▶ Data provided:
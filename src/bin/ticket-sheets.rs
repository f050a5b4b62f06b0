//! Ticket Sheets CLI tool
//!
//! A command-line tool for generating barcoded ticket and label sheets as PDF.

use std::path::{Path, PathBuf};
use std::process;

use anyhow::{bail, Context};
use clap::{Args, Parser, Subcommand};
use glob::glob;
use log::{info, warn};

use ticket_sheets::batcher::scan_pages;
use ticket_sheets::config::{BatchNaming, MergeTool, RunConfig, Variant};
use ticket_sheets::item::{parse_expiry, BarcodeSpec, Logo};
use ticket_sheets::layout::PaperFormat;
use ticket_sheets::pdf::{extract_metadata, merge_pdfs, MergeOptions};
use ticket_sheets::pipeline::Run;
use ticket_sheets::progress::Progress;
use ticket_sheets::render::{BatchLabel, ChromiumRasterizer, PlaceholderRasterizer, Rasterizer, SheetRenderer};
use ticket_sheets::template::{DocumentTemplate, SheetAssets};

/// Ticket Sheets - Generate barcoded ticket and label sheets
#[derive(Parser)]
#[command(name = "ticket-sheets")]
#[command(author, version, about, long_about = None)]
#[command(after_help = "EXAMPLES:
    # 1,000,000 unique tickets, one master PDF plus identifiers.csv
    ticket-sheets identifiers --total 1000000 --assets-dir assets

    # 300 inventory labels, one PDF per 90 labels
    ticket-sheets labels --inventory F-100 --lot 61208 --expiry 30.06.2022 --total 300

    # Exercise the whole pipeline without a browser
    ticket-sheets identifiers --total 90 --dry-run

    # Re-render pages left behind by a failed run
    ticket-sheets render \"/tmp/ticket-sheets-XXXX/chunks-temp-*.txt\" -o recovered.pdf")]
struct Cli {
    /// Log debug output
    #[arg(short, long, global = true)]
    verbose: bool,

    #[command(subcommand)]
    command: Commands,
}

#[derive(Subcommand)]
enum Commands {
    /// Generate unique identifier tickets, consolidate them and write a manifest
    Identifiers {
        #[command(flatten)]
        batch: BatchArgs,

        #[command(flatten)]
        render: RenderArgs,

        /// Identifier length in characters
        #[arg(long, default_value_t = ticket_sheets::ids::DEFAULT_ID_LENGTH)]
        id_length: usize,

        /// Manifest path (default: <output-dir>/identifiers.csv)
        #[arg(long)]
        manifest: Option<PathBuf>,

        /// Consolidated PDF path (default: <output-dir>/tickets.pdf)
        #[arg(long)]
        master: Option<PathBuf>,

        /// External merge command, invoked as `<command> <inputs...> <output>`
        ///
        /// The built-in merge holds every batch file in memory; use an external tool
        /// (e.g. "pdfunite") for runs above 5000 pages.
        #[arg(long)]
        merge_command: Option<String>,
    },

    /// Generate identical inventory labels, one PDF per batch
    Labels {
        #[command(flatten)]
        batch: BatchArgs,

        #[command(flatten)]
        render: RenderArgs,

        /// Inventory code printed on each label
        #[arg(long)]
        inventory: String,

        /// Lot number, printed and encoded as the barcode
        #[arg(long)]
        lot: String,

        /// Expiry date (e.g. "2022-06-30" or "30.06.2022")
        #[arg(long)]
        expiry: String,
    },

    /// Render leftover page files into one PDF
    Render {
        /// Glob matching page files, e.g. "/tmp/ticket-sheets-*/chunks-temp-*.txt"
        pattern: String,

        /// Output PDF file path
        #[arg(short, long)]
        output: PathBuf,

        #[command(flatten)]
        render: RenderArgs,
    },

    /// Merge multiple PDF files into one
    Merge {
        /// Input PDF files (in order). Supports glob patterns like "*.pdf"
        #[arg(required = true)]
        inputs: Vec<String>,

        /// Output PDF file path
        #[arg(short, long)]
        output: PathBuf,
    },

    /// Show information about a PDF file
    Info {
        /// PDF file to inspect
        input: PathBuf,
    },
}

/// Run size and output options
#[derive(Args)]
struct BatchArgs {
    /// Number of items to generate
    #[arg(long, default_value_t = ticket_sheets::config::DEFAULT_TOTAL)]
    total: u64,

    /// Items per batch file
    #[arg(long, default_value_t = ticket_sheets::config::DEFAULT_BATCH_SIZE)]
    batch_size: u64,

    /// Labels per page
    #[arg(long, default_value_t = ticket_sheets::batcher::DEFAULT_PAGE_SIZE)]
    page_size: usize,

    /// Directory for batch PDFs
    #[arg(long, default_value = "output")]
    output_dir: PathBuf,

    /// Compress outputs with xz
    #[arg(long)]
    compress: bool,

    /// Keep the temp directory after a successful run
    #[arg(long)]
    keep_temp: bool,

    /// Do not draw the progress bar
    #[arg(long)]
    no_progress: bool,
}

/// Sheet rendering options
#[derive(Args)]
struct RenderArgs {
    /// Directory holding normalize.css, paper.min.css and JsBarcode.all.min.js
    #[arg(long, default_value = "assets")]
    assets_dir: PathBuf,

    /// Custom document template (default: built-in)
    #[arg(long)]
    template: Option<PathBuf>,

    /// Paper format: letter, a4 or legal
    #[arg(long, default_value_t = PaperFormat::Letter)]
    paper: PaperFormat,

    /// Chromium or Chrome executable
    #[arg(long, default_value = "chromium")]
    browser: PathBuf,

    /// Extra argument passed to the browser (repeatable), e.g. --browser-arg=--no-sandbox
    #[arg(long)]
    browser_arg: Vec<String>,

    /// Write blank pages instead of launching a browser
    #[arg(long)]
    dry_run: bool,

    /// PNG or JPEG logo shown on every label
    #[arg(long)]
    logo: Option<PathBuf>,

    /// Barcode symbology (JsBarcode format name)
    #[arg(long, default_value = "auto")]
    barcode_format: String,

    /// Barcode height in pixels
    #[arg(long, default_value_t = 25)]
    barcode_height: u32,
}

impl RenderArgs {
    fn template(&self) -> anyhow::Result<DocumentTemplate> {
        let assets = SheetAssets::load(&self.assets_dir)
            .with_context(|| format!("loading assets from {}", self.assets_dir.display()))?;
        let template = match &self.template {
            Some(path) => DocumentTemplate::from_file(path, assets, self.paper)?,
            None => DocumentTemplate::builtin(assets, self.paper),
        };
        Ok(template)
    }

    fn rasterizer(&self) -> anyhow::Result<Box<dyn Rasterizer>> {
        if self.dry_run {
            info!("Dry run: writing blank pages");
            return Ok(Box::new(PlaceholderRasterizer::new(self.paper)));
        }
        let chromium = ChromiumRasterizer::launch(&self.browser, self.browser_arg.clone())?;
        Ok(Box::new(chromium))
    }

    fn barcode(&self) -> BarcodeSpec {
        BarcodeSpec {
            format: self.barcode_format.clone(),
            height: self.barcode_height,
            ..BarcodeSpec::default()
        }
    }

    fn logo(&self) -> anyhow::Result<Option<Logo>> {
        self.logo
            .as_deref()
            .map(|path| Logo::load(path).with_context(|| format!("loading logo {}", path.display())))
            .transpose()
    }
}

fn main() {
    let cli = Cli::parse();

    let default_filter = if cli.verbose { "debug" } else { "info" };
    env_logger::Builder::from_env(env_logger::Env::default().default_filter_or(default_filter))
        .init();

    let result = match cli.command {
        Commands::Identifiers {
            batch,
            render,
            id_length,
            manifest,
            master,
            merge_command,
        } => {
            let variant = Variant::Identifiers {
                id_length,
                manifest: manifest.unwrap_or_else(|| batch.output_dir.join("identifiers.csv")),
                master: master.unwrap_or_else(|| batch.output_dir.join("tickets.pdf")),
                merge_tool: parse_merge_command(merge_command.as_deref()),
            };
            let naming = BatchNaming::padded_for(batch.total);
            cmd_generate(batch, render, variant, naming)
        }
        Commands::Labels {
            batch,
            render,
            inventory,
            lot,
            expiry,
        } => parse_expiry(&expiry)
            .map_err(anyhow::Error::from)
            .and_then(|expiry| {
                let variant = Variant::Inventory {
                    inventory,
                    lot,
                    expiry,
                };
                cmd_generate(batch, render, variant, BatchNaming::Simple)
            }),
        Commands::Render {
            pattern,
            output,
            render,
        } => cmd_render(&pattern, &output, &render),
        Commands::Merge { inputs, output } => cmd_merge(inputs, &output),
        Commands::Info { input } => cmd_info(&input),
    };

    if let Err(e) = result {
        eprintln!("Error: {:#}", e);
        process::exit(1);
    }
}

fn parse_merge_command(command: Option<&str>) -> MergeTool {
    let Some(command) = command else {
        return MergeTool::Builtin;
    };
    let mut parts = command.split_whitespace().map(str::to_string);
    match parts.next() {
        Some(program) => MergeTool::External {
            program,
            args: parts.collect(),
        },
        None => MergeTool::Builtin,
    }
}

/// Run the batch pipeline
fn cmd_generate(
    batch: BatchArgs,
    render: RenderArgs,
    variant: Variant,
    naming: BatchNaming,
) -> anyhow::Result<()> {
    let config = RunConfig {
        total: batch.total,
        batch_size: batch.batch_size,
        page_size: batch.page_size,
        output_dir: batch.output_dir,
        paper: render.paper,
        barcode: render.barcode(),
        logo: render.logo()?,
        variant,
        naming,
        compress: batch.compress,
        keep_temp: batch.keep_temp,
        show_progress: !batch.no_progress,
    };

    let template = render.template()?;
    let rasterizer = render.rasterizer()?;

    info!("Starting PDF generation...");
    let report = Run::new(config, template, rasterizer)?.execute()?;

    eprintln!("Wrote {} batch files", report.batch_outputs.len());
    if let Some(consolidation) = &report.consolidation {
        match (&consolidation.master, consolidation.pages) {
            (Some(master), Some(pages)) => eprintln!("Master: {} ({} pages)", master.display(), pages),
            (Some(master), None) => eprintln!("Master: {}", master.display()),
            (None, _) => warn!("No master file was produced"),
        }
        eprintln!("Manifest: {}", consolidation.manifest.display());
    }
    if let Some(temp) = &report.temp_dir {
        eprintln!("Temp files kept in {}", temp.display());
    }

    Ok(())
}

/// Render leftover page files into one PDF
fn cmd_render(pattern: &str, output: &Path, render: &RenderArgs) -> anyhow::Result<()> {
    let template = render.template()?;
    let rasterizer = render.rasterizer()?;

    let temp = tempfile::Builder::new().prefix("ticket-sheets-render-").tempdir()?;
    let output_dir = match output.parent() {
        Some(parent) if !parent.as_os_str().is_empty() => parent.to_path_buf(),
        _ => PathBuf::from("."),
    };
    let file_name = output
        .file_name()
        .context("output path has no file name")?
        .to_string_lossy()
        .into_owned();

    let pages = scan_pages(pattern)?;
    if pages.is_empty() {
        bail!("No page files matched pattern: {}", pattern);
    }
    let mut progress = Progress::new(pages.len() as u64);
    let mut renderer = SheetRenderer::new(template, rasterizer, temp.path(), output_dir);
    let written = renderer.render(&pages, &BatchLabel::new(file_name), &mut progress)?;
    progress.finish();

    eprintln!("Rendered {} pages to {}", pages.len(), written.display());
    Ok(())
}

/// Expand glob patterns in input paths
fn expand_globs(patterns: Vec<String>) -> anyhow::Result<Vec<PathBuf>> {
    let mut paths = Vec::new();

    for pattern in patterns {
        if pattern.contains('*') || pattern.contains('?') || pattern.contains('[') {
            let mut matched = false;
            for entry in glob(&pattern)? {
                match entry {
                    Ok(path) => {
                        paths.push(path);
                        matched = true;
                    }
                    Err(e) => warn!("glob error for {}: {}", pattern, e),
                }
            }
            if !matched {
                bail!("No files matched pattern: {}", pattern);
            }
        } else {
            paths.push(PathBuf::from(pattern));
        }
    }

    // Sort paths for consistent ordering
    paths.sort();

    Ok(paths)
}

/// Merge multiple PDFs into one
fn cmd_merge(inputs: Vec<String>, output: &Path) -> anyhow::Result<()> {
    let inputs = expand_globs(inputs)?;

    eprintln!("Merging {} PDF files...", inputs.len());
    let pages = merge_pdfs(&MergeOptions {
        input_paths: inputs,
        output_path: output.to_path_buf(),
    })?;
    eprintln!("Merged {} pages to: {}", pages, output.display());

    Ok(())
}

/// Show information about a PDF
fn cmd_info(input: &Path) -> anyhow::Result<()> {
    let metadata = extract_metadata(input)?;

    println!("File: {}", input.display());
    println!("Pages: {}", metadata.page_count);

    if let Some(title) = metadata.title {
        println!("Title: {}", title);
    }
    if let Some(author) = metadata.author {
        println!("Author: {}", author);
    }

    Ok(())
}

▶ Task instructions:
Search the listing above for lines with the word "barcoded", and state how many there are, nothing else.

▶ Expected answer:
2